Double period on quantum computing First MasterClass on quantum computers at Braunschweig's Wilhelm-Gymnasium
On 17 November, eleven pupils from the Wilhelm-Gymnasium in Braunschweig had a playful go at quantum computing. Instead of a double period of physics or computer science, they were the first to take part in the MasterClass “Quantum Computers – Computers of the Future”. In this format run by the QuantumFrontiers Cluster of Excellence at Technische Universität Braunschweig, students in grades 10 to 13 first learn basic quantum concepts before programming a cloud-based quantum computer.

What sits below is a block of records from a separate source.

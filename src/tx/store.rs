//! Durable persistence of in-flight transactions
//!
//! Rows are keyed by `(from, nonce)` and live in a single SQLite file under
//! the configured workdir. The file is the only crash-recovery source: a
//! successful `put` is durable before it returns.

use crate::error::{RelayError, RelayResult};

use ethers::types::{Address, Bytes, H256, U256};
use serde::Serialize;
use sqlx::sqlite::{
    SqliteConnectOptions, SqliteJournalMode, SqlitePool, SqlitePoolOptions, SqliteSynchronous,
};
use sqlx::Row;
use std::path::Path;
use std::str::FromStr;
use tracing::{debug, info};

/// Why the relay sent a transaction.
#[derive(Debug, Clone, Copy, PartialEq, Eq, Serialize)]
#[serde(rename_all = "snake_case")]
pub enum ServerAction {
    RelayCall,
    SetHashApproval,
    DepositWithdraw,
    ValueTransfer,
}

impl ServerAction {
    pub fn as_str(&self) -> &'static str {
        match self {
            ServerAction::RelayCall => "relay_call",
            ServerAction::SetHashApproval => "set_hash_approval",
            ServerAction::DepositWithdraw => "deposit_withdraw",
            ServerAction::ValueTransfer => "value_transfer",
        }
    }

    fn parse(s: &str) -> Option<Self> {
        match s {
            "relay_call" => Some(ServerAction::RelayCall),
            "set_hash_approval" => Some(ServerAction::SetHashApproval),
            "deposit_withdraw" => Some(ServerAction::DepositWithdraw),
            "value_transfer" => Some(ServerAction::ValueTransfer),
            _ => None,
        }
    }
}

/// One in-flight chain transaction.
#[derive(Debug, Clone, PartialEq, Serialize)]
pub struct StoredTransaction {
    /// keccak-256 of the signed bytes.
    pub tx_id: H256,
    pub from: Address,
    pub to: Address,
    pub nonce: u64,
    pub gas_limit: u64,
    /// In wei.
    pub gas_price: U256,
    /// In wei.
    pub value: U256,
    pub data: Bytes,
    pub server_action: ServerAction,
    /// Block height when first broadcast.
    pub creation_block_number: u64,
    /// Block height of the most recent repricing.
    pub boost_block_number: Option<u64>,
    /// Block height at which a receipt was first observed.
    pub mined_block_number: Option<u64>,
    /// Broadcasts including boosts. Always >= 1.
    pub attempts: u32,
}

const STORE_FILE: &str = "txstore.db";

/// Durable store of [`StoredTransaction`] rows.
pub struct TxStore {
    pool: SqlitePool,
}

impl TxStore {
    /// Open (or create) the store file under `workdir`.
    ///
    /// In `dev_mode` any existing store file is deleted first; in normal mode
    /// the store is never truncated except by [`TxStore::remove_txs_until_nonce`].
    pub async fn open(workdir: &Path, dev_mode: bool) -> RelayResult<Self> {
        let path = workdir.join(STORE_FILE);

        if dev_mode && path.exists() {
            // The WAL sidecar files go with the store file.
            for suffix in ["", "-wal", "-shm"] {
                let file = workdir.join(format!("{}{}", STORE_FILE, suffix));
                if file.exists() {
                    std::fs::remove_file(&file)
                        .map_err(|e| RelayError::Config(format!("Failed to wipe tx store: {}", e)))?;
                }
            }
            info!("dev_mode: removed existing tx store at {:?}", path);
        }

        let options = SqliteConnectOptions::new()
            .filename(&path)
            .create_if_missing(true)
            .journal_mode(SqliteJournalMode::Wal)
            .synchronous(SqliteSynchronous::Full);

        // A single connection keeps all store operations serializable.
        let pool = SqlitePoolOptions::new()
            .max_connections(1)
            .connect_with(options)
            .await?;

        sqlx::query(
            r#"
            CREATE TABLE IF NOT EXISTS relay_transactions (
                from_addr TEXT NOT NULL,
                nonce INTEGER NOT NULL,
                tx_id TEXT NOT NULL,
                to_addr TEXT NOT NULL,
                gas_limit INTEGER NOT NULL,
                gas_price TEXT NOT NULL,
                value TEXT NOT NULL,
                data BLOB NOT NULL,
                server_action TEXT NOT NULL,
                creation_block_number INTEGER NOT NULL,
                boost_block_number INTEGER,
                mined_block_number INTEGER,
                attempts INTEGER NOT NULL,
                PRIMARY KEY (from_addr, nonce)
            )
            "#,
        )
        .execute(&pool)
        .await?;

        Ok(Self { pool })
    }

    /// Insert a row. With `replace_existing` the old `(from, nonce)` row is
    /// atomically overwritten; without it an existing row fails with
    /// `DuplicateNonce`.
    pub async fn put(&self, tx: &StoredTransaction, replace_existing: bool) -> RelayResult<()> {
        let sql = if replace_existing {
            r#"
            INSERT OR REPLACE INTO relay_transactions
                (from_addr, nonce, tx_id, to_addr, gas_limit, gas_price, value, data,
                 server_action, creation_block_number, boost_block_number,
                 mined_block_number, attempts)
            VALUES ($1, $2, $3, $4, $5, $6, $7, $8, $9, $10, $11, $12, $13)
            "#
        } else {
            r#"
            INSERT INTO relay_transactions
                (from_addr, nonce, tx_id, to_addr, gas_limit, gas_price, value, data,
                 server_action, creation_block_number, boost_block_number,
                 mined_block_number, attempts)
            VALUES ($1, $2, $3, $4, $5, $6, $7, $8, $9, $10, $11, $12, $13)
            "#
        };

        let result = sqlx::query(sql)
            .bind(format!("{:#x}", tx.from))
            .bind(tx.nonce as i64)
            .bind(format!("{:#x}", tx.tx_id))
            .bind(format!("{:#x}", tx.to))
            .bind(tx.gas_limit as i64)
            .bind(tx.gas_price.to_string())
            .bind(tx.value.to_string())
            .bind(tx.data.to_vec())
            .bind(tx.server_action.as_str())
            .bind(tx.creation_block_number as i64)
            .bind(tx.boost_block_number.map(|b| b as i64))
            .bind(tx.mined_block_number.map(|b| b as i64))
            .bind(tx.attempts as i64)
            .execute(&self.pool)
            .await;

        match result {
            Ok(_) => {
                debug!(
                    "Stored tx {:?} (from {:?}, nonce {})",
                    tx.tx_id, tx.from, tx.nonce
                );
                Ok(())
            }
            Err(sqlx::Error::Database(db)) if db.is_unique_violation() => {
                Err(RelayError::DuplicateNonce {
                    signer: tx.from,
                    nonce: tx.nonce,
                })
            }
            Err(e) => Err(e.into()),
        }
    }

    /// All rows, ascending by `(from, nonce)`.
    pub async fn get_all(&self) -> RelayResult<Vec<StoredTransaction>> {
        let rows = sqlx::query(
            "SELECT * FROM relay_transactions ORDER BY from_addr ASC, nonce ASC",
        )
        .fetch_all(&self.pool)
        .await?;

        rows.iter().map(decode_row).collect()
    }

    /// Rows for one signer, ascending by nonce.
    pub async fn get_all_by_signer(&self, from: Address) -> RelayResult<Vec<StoredTransaction>> {
        let rows = sqlx::query(
            "SELECT * FROM relay_transactions WHERE from_addr = $1 ORDER BY nonce ASC",
        )
        .bind(format!("{:#x}", from))
        .fetch_all(&self.pool)
        .await?;

        rows.iter().map(decode_row).collect()
    }

    /// Delete every row for `from` with `nonce <= inclusive_nonce`.
    /// Returns the number of rows removed.
    pub async fn remove_txs_until_nonce(
        &self,
        from: Address,
        inclusive_nonce: u64,
    ) -> RelayResult<u64> {
        let result = sqlx::query(
            "DELETE FROM relay_transactions WHERE from_addr = $1 AND nonce <= $2",
        )
        .bind(format!("{:#x}", from))
        .bind(inclusive_nonce as i64)
        .execute(&self.pool)
        .await?;

        Ok(result.rows_affected())
    }
}

fn decode_row(row: &sqlx::sqlite::SqliteRow) -> RelayResult<StoredTransaction> {
    let from_addr: String = row.get("from_addr");
    let to_addr: String = row.get("to_addr");
    let tx_id: String = row.get("tx_id");
    let gas_price: String = row.get("gas_price");
    let value: String = row.get("value");
    let data: Vec<u8> = row.get("data");
    let action: String = row.get("server_action");

    Ok(StoredTransaction {
        tx_id: H256::from_str(&tx_id)
            .map_err(|e| RelayError::CorruptRow(format!("tx_id {}: {}", tx_id, e)))?,
        from: Address::from_str(&from_addr)
            .map_err(|e| RelayError::CorruptRow(format!("from {}: {}", from_addr, e)))?,
        to: Address::from_str(&to_addr)
            .map_err(|e| RelayError::CorruptRow(format!("to {}: {}", to_addr, e)))?,
        nonce: row.get::<i64, _>("nonce") as u64,
        gas_limit: row.get::<i64, _>("gas_limit") as u64,
        gas_price: U256::from_dec_str(&gas_price)
            .map_err(|e| RelayError::CorruptRow(format!("gas_price {}: {}", gas_price, e)))?,
        value: U256::from_dec_str(&value)
            .map_err(|e| RelayError::CorruptRow(format!("value {}: {}", value, e)))?,
        data: Bytes::from(data),
        server_action: ServerAction::parse(&action)
            .ok_or_else(|| RelayError::CorruptRow(format!("server_action {}", action)))?,
        creation_block_number: row.get::<i64, _>("creation_block_number") as u64,
        boost_block_number: row.get::<Option<i64>, _>("boost_block_number").map(|b| b as u64),
        mined_block_number: row.get::<Option<i64>, _>("mined_block_number").map(|b| b as u64),
        attempts: row.get::<i64, _>("attempts") as u32,
    })
}

#[cfg(test)]
mod tests {
    use super::*;
    use tempfile::TempDir;

    fn sample_tx(from: Address, nonce: u64) -> StoredTransaction {
        StoredTransaction {
            tx_id: H256::random(),
            from,
            to: Address::random(),
            nonce,
            gas_limit: 21_000,
            gas_price: U256::from(1_000_000_000u64),
            value: U256::zero(),
            data: Bytes::from(vec![0xde, 0xad]),
            server_action: ServerAction::RelayCall,
            creation_block_number: 100,
            boost_block_number: None,
            mined_block_number: None,
            attempts: 1,
        }
    }

    async fn open_store(dir: &TempDir) -> TxStore {
        TxStore::open(dir.path(), false).await.unwrap()
    }

    #[tokio::test]
    async fn put_and_get_roundtrip() {
        let dir = TempDir::new().unwrap();
        let store = open_store(&dir).await;

        let tx = sample_tx(Address::random(), 5);
        store.put(&tx, false).await.unwrap();

        let all = store.get_all().await.unwrap();
        assert_eq!(all, vec![tx]);
    }

    #[tokio::test]
    async fn duplicate_nonce_is_rejected() {
        let dir = TempDir::new().unwrap();
        let store = open_store(&dir).await;

        let from = Address::random();
        store.put(&sample_tx(from, 5), false).await.unwrap();

        let err = store.put(&sample_tx(from, 5), false).await.unwrap_err();
        assert!(matches!(err, RelayError::DuplicateNonce { nonce: 5, .. }));
    }

    #[tokio::test]
    async fn replace_overwrites_atomically() {
        let dir = TempDir::new().unwrap();
        let store = open_store(&dir).await;

        let from = Address::random();
        store.put(&sample_tx(from, 5), false).await.unwrap();

        let mut boosted = sample_tx(from, 5);
        boosted.attempts = 2;
        boosted.boost_block_number = Some(110);
        store.put(&boosted, true).await.unwrap();

        let rows = store.get_all_by_signer(from).await.unwrap();
        assert_eq!(rows, vec![boosted]);
    }

    #[tokio::test]
    async fn rows_come_back_ordered() {
        let dir = TempDir::new().unwrap();
        let store = open_store(&dir).await;

        let a = Address::random();
        let b = Address::random();
        for nonce in [7u64, 5, 6] {
            store.put(&sample_tx(a, nonce), false).await.unwrap();
            store.put(&sample_tx(b, nonce), false).await.unwrap();
        }

        let all = store.get_all().await.unwrap();
        assert_eq!(all.len(), 6);
        let keys: Vec<_> = all.iter().map(|t| (t.from, t.nonce)).collect();
        let mut sorted = keys.clone();
        sorted.sort_by_key(|(from, nonce)| (format!("{:#x}", from), *nonce));
        assert_eq!(keys, sorted);

        let for_a = store.get_all_by_signer(a).await.unwrap();
        let nonces: Vec<_> = for_a.iter().map(|t| t.nonce).collect();
        assert_eq!(nonces, vec![5, 6, 7]);
    }

    #[tokio::test]
    async fn remove_until_nonce_prunes_prefix() {
        let dir = TempDir::new().unwrap();
        let store = open_store(&dir).await;

        let from = Address::random();
        let other = Address::random();
        for nonce in 5..=7 {
            store.put(&sample_tx(from, nonce), false).await.unwrap();
        }
        store.put(&sample_tx(other, 5), false).await.unwrap();

        let removed = store.remove_txs_until_nonce(from, 6).await.unwrap();
        assert_eq!(removed, 2);

        let remaining = store.get_all_by_signer(from).await.unwrap();
        assert_eq!(remaining.len(), 1);
        assert_eq!(remaining[0].nonce, 7);

        // Other signers are untouched.
        assert_eq!(store.get_all_by_signer(other).await.unwrap().len(), 1);
    }

    #[tokio::test]
    async fn every_server_action_round_trips() {
        let dir = TempDir::new().unwrap();
        let store = open_store(&dir).await;

        let from = Address::random();
        let actions = [
            ServerAction::RelayCall,
            ServerAction::SetHashApproval,
            ServerAction::DepositWithdraw,
            ServerAction::ValueTransfer,
        ];
        for (nonce, action) in actions.iter().enumerate() {
            let mut tx = sample_tx(from, nonce as u64);
            tx.server_action = *action;
            store.put(&tx, false).await.unwrap();
        }

        let stored: Vec<_> = store
            .get_all_by_signer(from)
            .await
            .unwrap()
            .iter()
            .map(|t| t.server_action)
            .collect();
        assert_eq!(stored, actions);
    }

    #[tokio::test]
    async fn survives_reopen() {
        let dir = TempDir::new().unwrap();
        let tx = sample_tx(Address::random(), 5);

        {
            let store = open_store(&dir).await;
            store.put(&tx, false).await.unwrap();
        }

        let store = open_store(&dir).await;
        assert_eq!(store.get_all().await.unwrap(), vec![tx]);
    }

    #[tokio::test]
    async fn dev_mode_wipes_store() {
        let dir = TempDir::new().unwrap();

        {
            let store = open_store(&dir).await;
            store.put(&sample_tx(Address::random(), 5), false).await.unwrap();
        }

        let store = TxStore::open(dir.path(), true).await.unwrap();
        assert!(store.get_all().await.unwrap().is_empty());
    }
}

It is worthwhile to enter the quantum world early. Accordingly, topics such as the behaviour of quantum objects are now firmly anchored in the curriculum of the senior grades. In a MasterClass, eleven students in Year 13 of the Wilhelm-Gymnasium were able to delve deeper into the phenomena of quanta and, above all, quantum computing. In addition to learning about the basic functions, they also learned how to programme the new computers and then had their codes calculated by a real quantum computer.
“The course was tailored to us students in such a way that we got a good insight into the topic of quantum computing. Up to now, all I got from the media was a series of buzz words and big headlines as background. With the MasterClass, I now have a much better picture of the underlying functions,” said student Miká Müller, who takes both the physics and computer science courses at the Gymnasium.

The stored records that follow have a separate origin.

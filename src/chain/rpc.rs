//! JSON-RPC chain access with multi-URL failover

use super::{ChainInteractor, CountTag, RawTxOptions};
use crate::config::ChainConfig;
use crate::error::{RelayError, RelayResult};

use async_trait::async_trait;
use ethers::providers::{Http, Middleware, Provider, ProviderError};
use ethers::types::transaction::eip2718::TypedTransaction;
use ethers::types::{Address, BlockNumber, Bytes, Transaction, H256, U256};
use std::sync::atomic::{AtomicUsize, Ordering};
use std::time::Duration;
use tracing::{debug, warn};

/// HTTP provider wrapper that rotates to the next configured RPC URL when a
/// call fails.
pub struct RpcChainInteractor {
    chain_id: u64,
    providers: Vec<Provider<Http>>,
    current_provider: AtomicUsize,
}

impl RpcChainInteractor {
    pub fn new(config: &ChainConfig) -> RelayResult<Self> {
        let mut providers = Vec::new();

        for url in &config.rpc_urls {
            match Provider::<Http>::try_from(url.as_str()) {
                Ok(provider) => {
                    let provider = provider.interval(Duration::from_millis(100));
                    providers.push(provider);
                    debug!("Added RPC provider: {}", url);
                }
                Err(e) => {
                    warn!("Failed to create provider for {}: {}", url, e);
                }
            }
        }

        if providers.is_empty() {
            return Err(RelayError::ChainRpc("No valid RPC providers".to_string()));
        }

        Ok(Self {
            chain_id: config.chain_id,
            providers,
            current_provider: AtomicUsize::new(0),
        })
    }

    fn provider(&self) -> &Provider<Http> {
        let idx = self.current_provider.load(Ordering::Relaxed);
        &self.providers[idx % self.providers.len()]
    }

    fn failover(&self) {
        let current = self.current_provider.load(Ordering::Relaxed);
        let next = (current + 1) % self.providers.len();
        self.current_provider.store(next, Ordering::Relaxed);
        warn!("RPC failover to provider {}", next);
    }

    /// Run `op` against the active provider, rotating through the remaining
    /// ones on failure.
    async fn with_failover<T, F, Fut>(&self, op: F) -> RelayResult<T>
    where
        F: Fn(Provider<Http>) -> Fut,
        Fut: std::future::Future<Output = Result<T, ProviderError>>,
    {
        let mut last_error = None;

        for _ in 0..self.providers.len() {
            match op(self.provider().clone()).await {
                Ok(value) => return Ok(value),
                Err(e) => {
                    warn!("RPC call failed: {}", e);
                    last_error = Some(e);
                    self.failover();
                }
            }
        }

        Err(RelayError::ChainRpc(
            last_error
                .map(|e| e.to_string())
                .unwrap_or_else(|| "All providers failed".to_string()),
        ))
    }
}

#[async_trait]
impl ChainInteractor for RpcChainInteractor {
    async fn gas_price(&self) -> RelayResult<U256> {
        self.with_failover(|p| async move { p.get_gas_price().await })
            .await
    }

    async fn transaction_count(&self, addr: Address, tag: CountTag) -> RelayResult<u64> {
        let block = match tag {
            CountTag::Latest => BlockNumber::Latest,
            CountTag::Pending => BlockNumber::Pending,
        };
        let count = self
            .with_failover(|p| async move { p.get_transaction_count(addr, Some(block.into())).await })
            .await?;
        Ok(count.as_u64())
    }

    async fn broadcast_raw_transaction(&self, raw: Bytes) -> RelayResult<H256> {
        // No failover here: a second submission of the same bytes is harmless
        // but a transport error may mean the first one went through.
        let pending = self
            .provider()
            .send_raw_transaction(raw)
            .await
            .map_err(|e| RelayError::ChainRpc(e.to_string()))?;
        Ok(pending.tx_hash())
    }

    async fn transaction(&self, hash: H256) -> RelayResult<Option<Transaction>> {
        self.with_failover(|p| async move { p.get_transaction(hash).await })
            .await
    }

    async fn estimate_gas(&self, call: &TypedTransaction) -> RelayResult<U256> {
        let call = call.clone();
        self.with_failover(|p| {
            let call = call.clone();
            async move { p.estimate_gas(&call, None).await }
        })
        .await
    }

    async fn block_number(&self) -> RelayResult<u64> {
        let block = self
            .with_failover(|p| async move { p.get_block_number().await })
            .await?;
        Ok(block.as_u64())
    }

    fn raw_tx_options(&self) -> RawTxOptions {
        RawTxOptions {
            chain_id: self.chain_id,
        }
    }
}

Expertise and Quantum Tic-Tac-Toe
No less than four teachers followed the MasterClass and also tried their hand at programming the quantum computer. Marina Radewagen, teacher of the physics course, explains how the MasterClass came about: “I asked my class if they would like to do a MasterClass and if so, which one they would like to do. The choice fell very clearly on “Quantum Computing”. What makes me particularly happy is that we can meaningfully cover the topic together with the computer science course. It shows the students in both courses a possible path for the future.” On the computer science side, course teacher Oliver Nowak was pleased about the thematic excursion: “Until now, I could only touch on the topic and hint that a new field is opening up in computer science. With the MasterClass, on the other hand, we were now able to tackle the topic in detail once.”

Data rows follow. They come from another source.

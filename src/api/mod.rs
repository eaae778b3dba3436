//! HTTP API for health checks, status and monitoring
//!
//! Read-only. The relay's user-facing submission endpoint lives elsewhere;
//! this surface exists for operators and probes.

use crate::chain::ChainInteractor;
use crate::config::ApiConfig;
use crate::tx::{StoredTransaction, TransactionManager, TxStore};

use axum::{extract::State, http::StatusCode, response::IntoResponse, routing::get, Json, Router};
use serde::Serialize;
use std::sync::Arc;
use tracing::info;

/// Shared application state
#[derive(Clone)]
pub struct AppState {
    pub chain: Arc<dyn ChainInteractor>,
    pub store: Arc<TxStore>,
    pub manager: Arc<TransactionManager>,
}

/// Run the HTTP API server
pub async fn run_server(config: ApiConfig, state: AppState) -> anyhow::Result<()> {
    let app = Router::new()
        .route("/health", get(health_check))
        .route("/status", get(get_status))
        .route("/transactions", get(get_transactions))
        .with_state(state);

    let addr = format!("{}:{}", config.host, config.port);
    info!("Starting API server on {}", addr);

    let listener = tokio::net::TcpListener::bind(&addr).await?;
    axum::serve(listener, app).await?;

    Ok(())
}

/// Health check endpoint - basic liveness
async fn health_check() -> impl IntoResponse {
    Json(HealthResponse {
        status: "ok",
        version: env!("CARGO_PKG_VERSION"),
    })
}

/// Head block plus per-signer in-flight counts
async fn get_status(State(state): State<AppState>) -> impl IntoResponse {
    let block_number = match state.chain.block_number().await {
        Ok(block) => Some(block),
        Err(_) => None,
    };

    let mut signers = Vec::new();
    for signer in state.manager.signers() {
        let in_flight = match state.store.get_all_by_signer(signer).await {
            Ok(rows) => rows.len(),
            Err(_) => {
                return (
                    StatusCode::SERVICE_UNAVAILABLE,
                    Json(StatusResponse {
                        block_number,
                        signers: Vec::new(),
                    }),
                );
            }
        };
        crate::metrics::record_inflight(signer, in_flight);
        signers.push(SignerStatus {
            signer: format!("{:#x}", signer),
            in_flight,
        });
    }

    (StatusCode::OK, Json(StatusResponse { block_number, signers }))
}

/// Dump of the in-flight transaction store
async fn get_transactions(State(state): State<AppState>) -> impl IntoResponse {
    match state.store.get_all().await {
        Ok(rows) => (StatusCode::OK, Json(TransactionsResponse { transactions: rows })),
        Err(_) => (
            StatusCode::SERVICE_UNAVAILABLE,
            Json(TransactionsResponse {
                transactions: Vec::new(),
            }),
        ),
    }
}

#[derive(Serialize)]
struct HealthResponse {
    status: &'static str,
    version: &'static str,
}

#[derive(Serialize)]
struct SignerStatus {
    signer: String,
    in_flight: usize,
}

#[derive(Serialize)]
struct StatusResponse {
    block_number: Option<u64>,
    signers: Vec<SignerStatus>,
}

#[derive(Serialize)]
struct TransactionsResponse {
    transactions: Vec<StoredTransaction>,
}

The students concentrate on the theory part of the MasterClass... Photo credit: Laurenz Kötter/TU Braunschweig
...before moving on to programming quantum computers via the cloud. Photo credit: Laurenz Kötter/TU Braunschweig
Quantum effects make it possible: the students playing a very special game of tic-tac-toe. Photo credit: Laurenz Kötter/TU Braunschweig
“With the MasterClasses, we want to take up and deepen the contents of the curriculum,” says Hendrik Preuß. The university student designed the new MasterClass and conducted it together with doctoral student Tim Overwin at the Wilhelm-Gymnasium. “With this playful approach, we can also venture into complex topics, for example by using quantum tic-tac-toe to make quantum mechanics tangible. With the possibility of applying what they have learned directly on a quantum computer, the students can also gain their first practical experience.”
With the MasterClasses, scientists from the Cluster of Excellence QuantumFrontiers in Braunschweig and Hannover have been preparing research topics from the quantum world for school students since 2019. With the aim of getting young people excited about quantum physics, the offer ranges from individual teaching units for a double period in school to full-day workshops at the two universities. The MasterClasses combine the topics of the curriculum with current research. In this way, the pupils can not only experiment and learn about new areas of physics, but also gain an insight into the scientific community from the researchers. In Braunschweig, Professor Rainer Müller and Dr Azadeh Ghanbari lead and coordinate the MasterClasses, which address other quantum topics in addition to quantum computing. Further courses are in development.